** What the task requires **
Please repeat the data exactly, leaving nothing out.

■ ■ ■

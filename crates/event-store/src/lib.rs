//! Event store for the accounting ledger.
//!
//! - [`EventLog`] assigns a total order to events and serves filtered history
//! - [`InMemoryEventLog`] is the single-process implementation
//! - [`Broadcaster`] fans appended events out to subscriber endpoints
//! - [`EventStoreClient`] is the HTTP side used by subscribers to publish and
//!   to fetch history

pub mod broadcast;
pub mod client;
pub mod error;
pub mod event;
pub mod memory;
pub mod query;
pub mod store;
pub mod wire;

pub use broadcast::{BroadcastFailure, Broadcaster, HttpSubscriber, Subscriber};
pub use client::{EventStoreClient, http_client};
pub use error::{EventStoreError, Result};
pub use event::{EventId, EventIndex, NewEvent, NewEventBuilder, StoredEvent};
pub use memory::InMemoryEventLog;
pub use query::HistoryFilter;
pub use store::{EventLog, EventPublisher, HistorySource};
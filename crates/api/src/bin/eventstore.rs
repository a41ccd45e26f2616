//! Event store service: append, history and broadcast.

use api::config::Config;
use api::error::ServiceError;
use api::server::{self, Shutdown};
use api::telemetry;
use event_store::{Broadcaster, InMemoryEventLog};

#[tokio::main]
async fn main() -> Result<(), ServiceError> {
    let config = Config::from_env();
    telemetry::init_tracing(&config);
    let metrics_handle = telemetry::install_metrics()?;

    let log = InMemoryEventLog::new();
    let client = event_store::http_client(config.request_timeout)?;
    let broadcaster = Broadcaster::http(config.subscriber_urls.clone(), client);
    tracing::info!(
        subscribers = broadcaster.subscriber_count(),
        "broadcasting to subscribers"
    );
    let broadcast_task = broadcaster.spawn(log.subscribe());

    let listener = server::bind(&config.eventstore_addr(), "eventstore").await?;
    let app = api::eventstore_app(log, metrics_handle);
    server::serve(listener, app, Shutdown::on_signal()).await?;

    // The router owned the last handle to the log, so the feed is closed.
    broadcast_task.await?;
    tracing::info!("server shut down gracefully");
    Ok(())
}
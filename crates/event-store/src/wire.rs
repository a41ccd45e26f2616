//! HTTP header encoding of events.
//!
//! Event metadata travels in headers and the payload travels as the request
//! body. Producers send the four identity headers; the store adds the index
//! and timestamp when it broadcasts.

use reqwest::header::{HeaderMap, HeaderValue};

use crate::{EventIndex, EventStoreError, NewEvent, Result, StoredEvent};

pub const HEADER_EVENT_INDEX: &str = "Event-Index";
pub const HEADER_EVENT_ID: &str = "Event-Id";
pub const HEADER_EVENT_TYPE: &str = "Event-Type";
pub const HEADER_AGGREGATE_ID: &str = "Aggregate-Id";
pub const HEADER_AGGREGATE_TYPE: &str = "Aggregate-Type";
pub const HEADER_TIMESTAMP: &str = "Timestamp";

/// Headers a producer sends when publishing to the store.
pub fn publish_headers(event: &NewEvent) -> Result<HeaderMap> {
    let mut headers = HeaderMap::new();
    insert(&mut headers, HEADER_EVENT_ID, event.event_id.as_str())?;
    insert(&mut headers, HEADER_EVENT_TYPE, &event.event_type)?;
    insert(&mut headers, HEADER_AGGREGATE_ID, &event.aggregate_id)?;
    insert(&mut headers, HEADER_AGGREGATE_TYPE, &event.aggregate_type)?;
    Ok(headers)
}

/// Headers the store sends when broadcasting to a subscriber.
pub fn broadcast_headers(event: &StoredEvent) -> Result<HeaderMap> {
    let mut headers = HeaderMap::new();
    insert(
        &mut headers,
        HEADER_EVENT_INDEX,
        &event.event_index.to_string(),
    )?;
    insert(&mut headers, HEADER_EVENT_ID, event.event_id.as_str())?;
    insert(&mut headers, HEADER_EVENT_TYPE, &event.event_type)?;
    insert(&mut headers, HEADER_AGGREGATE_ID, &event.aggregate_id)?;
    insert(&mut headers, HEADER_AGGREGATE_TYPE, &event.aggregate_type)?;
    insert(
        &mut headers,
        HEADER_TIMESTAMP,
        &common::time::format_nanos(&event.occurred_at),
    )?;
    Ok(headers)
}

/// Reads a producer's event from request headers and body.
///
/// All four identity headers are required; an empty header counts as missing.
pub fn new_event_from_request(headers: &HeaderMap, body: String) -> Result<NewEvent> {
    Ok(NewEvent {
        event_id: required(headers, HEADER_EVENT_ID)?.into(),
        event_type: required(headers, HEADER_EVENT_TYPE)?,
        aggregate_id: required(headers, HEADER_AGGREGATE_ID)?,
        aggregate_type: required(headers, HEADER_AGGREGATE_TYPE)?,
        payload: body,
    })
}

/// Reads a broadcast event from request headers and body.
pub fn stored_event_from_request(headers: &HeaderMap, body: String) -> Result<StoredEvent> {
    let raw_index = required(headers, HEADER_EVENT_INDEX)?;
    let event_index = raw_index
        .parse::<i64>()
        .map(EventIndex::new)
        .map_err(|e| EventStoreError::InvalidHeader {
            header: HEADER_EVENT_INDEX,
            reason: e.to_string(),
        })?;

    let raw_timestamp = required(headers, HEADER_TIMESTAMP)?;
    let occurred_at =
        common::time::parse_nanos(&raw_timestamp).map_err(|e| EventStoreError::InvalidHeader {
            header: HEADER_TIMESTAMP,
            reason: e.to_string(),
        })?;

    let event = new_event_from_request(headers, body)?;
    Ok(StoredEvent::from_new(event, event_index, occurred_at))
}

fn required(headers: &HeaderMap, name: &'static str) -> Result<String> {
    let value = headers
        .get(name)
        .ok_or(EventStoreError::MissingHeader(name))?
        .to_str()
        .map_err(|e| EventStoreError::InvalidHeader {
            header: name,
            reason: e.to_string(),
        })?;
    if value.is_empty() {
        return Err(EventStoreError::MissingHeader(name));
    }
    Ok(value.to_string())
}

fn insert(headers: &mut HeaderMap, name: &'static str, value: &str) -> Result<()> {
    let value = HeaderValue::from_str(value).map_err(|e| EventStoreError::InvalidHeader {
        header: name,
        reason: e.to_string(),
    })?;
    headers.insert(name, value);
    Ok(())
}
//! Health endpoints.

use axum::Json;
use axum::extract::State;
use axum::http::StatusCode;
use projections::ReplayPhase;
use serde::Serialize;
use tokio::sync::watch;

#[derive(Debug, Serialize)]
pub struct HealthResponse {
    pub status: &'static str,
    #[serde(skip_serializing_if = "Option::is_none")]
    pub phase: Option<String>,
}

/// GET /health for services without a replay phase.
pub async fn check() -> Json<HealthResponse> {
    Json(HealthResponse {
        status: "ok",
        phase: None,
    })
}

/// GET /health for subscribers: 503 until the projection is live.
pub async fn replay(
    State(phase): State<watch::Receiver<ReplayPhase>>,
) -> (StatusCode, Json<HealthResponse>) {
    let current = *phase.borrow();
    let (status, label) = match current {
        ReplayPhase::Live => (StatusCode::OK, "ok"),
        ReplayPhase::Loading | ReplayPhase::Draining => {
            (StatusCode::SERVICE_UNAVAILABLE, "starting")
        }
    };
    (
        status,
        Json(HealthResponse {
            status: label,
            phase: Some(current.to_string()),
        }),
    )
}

■ ■ ■

** Task answer **
filename crates/event-store/src/lib.rs
//! Event store for the accounting ledger.
//!
//! - [`EventLog`] assigns a total order to events and serves filtered history
//! - [`InMemoryEventLog`] is the single-process implementation
//! - [`Broadcaster`] fans appended events out to subscriber endpoints
//! - [`EventStoreClient`] is the HTTP side used by subscribers to publish and
//!   to fetch history

pub mod broadcast;
pub mod client;
pub mod error;
pub mod event;
pub mod memory;
pub mod query;
pub mod store;
pub mod wire;

pub use broadcast::{BroadcastFailure, Broadcaster, HttpSubscriber, Subscriber};
pub use client::{EventStoreClient, http_client};
pub use error::{EventStoreError, Result};
pub use event::{EventId, EventIndex, NewEvent, NewEventBuilder, StoredEvent};
pub use memory::InMemoryEventLog;
pub use query::HistoryFilter;
pub use store::{EventLog, EventPublisher, HistorySource};
filename crates/api/src/bin/eventstore.rs
repository a41ccd45e26f2616
//! Event store service: append, history and broadcast.

use api::config::Config;
use api::error::ServiceError;
use api::server::{self, Shutdown};
use api::telemetry;
use event_store::{Broadcaster, InMemoryEventLog};

#[tokio::main]
async fn main() -> Result<(), ServiceError> {
    let config = Config::from_env();
    telemetry::init_tracing(&config);
    let metrics_handle = telemetry::install_metrics()?;

    let log = InMemoryEventLog::new();
    let client = event_store::http_client(config.request_timeout)?;
    let broadcaster = Broadcaster::http(config.subscriber_urls.clone(), client);
    tracing::info!(
        subscribers = broadcaster.subscriber_count(),
        "broadcasting to subscribers"
    );
    let broadcast_task = broadcaster.spawn(log.subscribe());

    let listener = server::bind(&config.eventstore_addr(), "eventstore").await?;
    let app = api::eventstore_app(log, metrics_handle);
    server::serve(listener, app, Shutdown::on_signal()).await?;

    // The router owned the last handle to the log, so the feed is closed.
    broadcast_task.await?;
    tracing::info!("server shut down gracefully");
    Ok(())
}
filename crates/event-store/src/wire.rs
repository a41ccd45e26f2616
//! HTTP header encoding of events.
//!
//! Event metadata travels in headers and the payload travels as the request
//! body. Producers send the four identity headers; the store adds the index
//! and timestamp when it broadcasts.

use reqwest::header::{HeaderMap, HeaderValue};

use crate::{EventIndex, EventStoreError, NewEvent, Result, StoredEvent};

pub const HEADER_EVENT_INDEX: &str = "Event-Index";
pub const HEADER_EVENT_ID: &str = "Event-Id";
pub const HEADER_EVENT_TYPE: &str = "Event-Type";
pub const HEADER_AGGREGATE_ID: &str = "Aggregate-Id";
pub const HEADER_AGGREGATE_TYPE: &str = "Aggregate-Type";
pub const HEADER_TIMESTAMP: &str = "Timestamp";

/// Headers a producer sends when publishing to the store.
pub fn publish_headers(event: &NewEvent) -> Result<HeaderMap> {
    let mut headers = HeaderMap::new();
    insert(&mut headers, HEADER_EVENT_ID, event.event_id.as_str())?;
    insert(&mut headers, HEADER_EVENT_TYPE, &event.event_type)?;
    insert(&mut headers, HEADER_AGGREGATE_ID, &event.aggregate_id)?;
    insert(&mut headers, HEADER_AGGREGATE_TYPE, &event.aggregate_type)?;
    Ok(headers)
}

/// Headers the store sends when broadcasting to a subscriber.
pub fn broadcast_headers(event: &StoredEvent) -> Result<HeaderMap> {
    let mut headers = HeaderMap::new();
    insert(
        &mut headers,
        HEADER_EVENT_INDEX,
        &event.event_index.to_string(),
    )?;
    insert(&mut headers, HEADER_EVENT_ID, event.event_id.as_str())?;
    insert(&mut headers, HEADER_EVENT_TYPE, &event.event_type)?;
    insert(&mut headers, HEADER_AGGREGATE_ID, &event.aggregate_id)?;
    insert(&mut headers, HEADER_AGGREGATE_TYPE, &event.aggregate_type)?;
    insert(
        &mut headers,
        HEADER_TIMESTAMP,
        &common::time::format_nanos(&event.occurred_at),
    )?;
    Ok(headers)
}

/// Reads a producer's event from request headers and body.
///
/// All four identity headers are required; an empty header counts as missing.
pub fn new_event_from_request(headers: &HeaderMap, body: String) -> Result<NewEvent> {
    Ok(NewEvent {
        event_id: required(headers, HEADER_EVENT_ID)?.into(),
        event_type: required(headers, HEADER_EVENT_TYPE)?,
        aggregate_id: required(headers, HEADER_AGGREGATE_ID)?,
        aggregate_type: required(headers, HEADER_AGGREGATE_TYPE)?,
        payload: body,
    })
}

/// Reads a broadcast event from request headers and body.
pub fn stored_event_from_request(headers: &HeaderMap, body: String) -> Result<StoredEvent> {
    let raw_index = required(headers, HEADER_EVENT_INDEX)?;
    let event_index = raw_index
        .parse::<i64>()
        .map(EventIndex::new)
        .map_err(|e| EventStoreError::InvalidHeader {
            header: HEADER_EVENT_INDEX,
            reason: e.to_string(),
        })?;

    let raw_timestamp = required(headers, HEADER_TIMESTAMP)?;
    let occurred_at =
        common::time::parse_nanos(&raw_timestamp).map_err(|e| EventStoreError::InvalidHeader {
            header: HEADER_TIMESTAMP,
            reason: e.to_string(),
        })?;

    let event = new_event_from_request(headers, body)?;
    Ok(StoredEvent::from_new(event, event_index, occurred_at))
}

fn required(headers: &HeaderMap, name: &'static str) -> Result<String> {
    let value = headers
        .get(name)
        .ok_or(EventStoreError::MissingHeader(name))?
        .to_str()
        .map_err(|e| EventStoreError::InvalidHeader {
            header: name,
            reason: e.to_string(),
        })?;
    if value.is_empty() {
        return Err(EventStoreError::MissingHeader(name));
    }
    Ok(value.to_string())
}

fn insert(headers: &mut HeaderMap, name: &'static str, value: &str) -> Result<()> {
    let value = HeaderValue::from_str(value).map_err(|e| EventStoreError::InvalidHeader {
        header: name,
        reason: e.to_string(),
    })?;
    headers.insert(name, value);
    Ok(())
}
//! Health endpoints.

use axum::Json;
use axum::extract::State;
use axum::http::StatusCode;
use projections::ReplayPhase;
use serde::Serialize;
use tokio::sync::watch;

#[derive(Debug, Serialize)]
pub struct HealthResponse {
    pub status: &'static str,
    #[serde(skip_serializing_if = "Option::is_none")]
    pub phase: Option<String>,
}

/// GET /health for services without a replay phase.
pub async fn check() -> Json<HealthResponse> {
    Json(HealthResponse {
        status: "ok",
        phase: None,
    })
}

/// GET /health for subscribers: 503 until the projection is live.
pub async fn replay(
    State(phase): State<watch::Receiver<ReplayPhase>>,
) -> (StatusCode, Json<HealthResponse>) {
    let current = *phase.borrow();
    let (status, label) = match current {
        ReplayPhase::Live => (StatusCode::OK, "ok"),
        ReplayPhase::Loading | ReplayPhase::Draining => {
            (StatusCode::SERVICE_UNAVAILABLE, "starting")
        }
    };
    (
        status,
        Json(HealthResponse {
            status: label,
            phase: Some(current.to_string()),
        }),
    )
}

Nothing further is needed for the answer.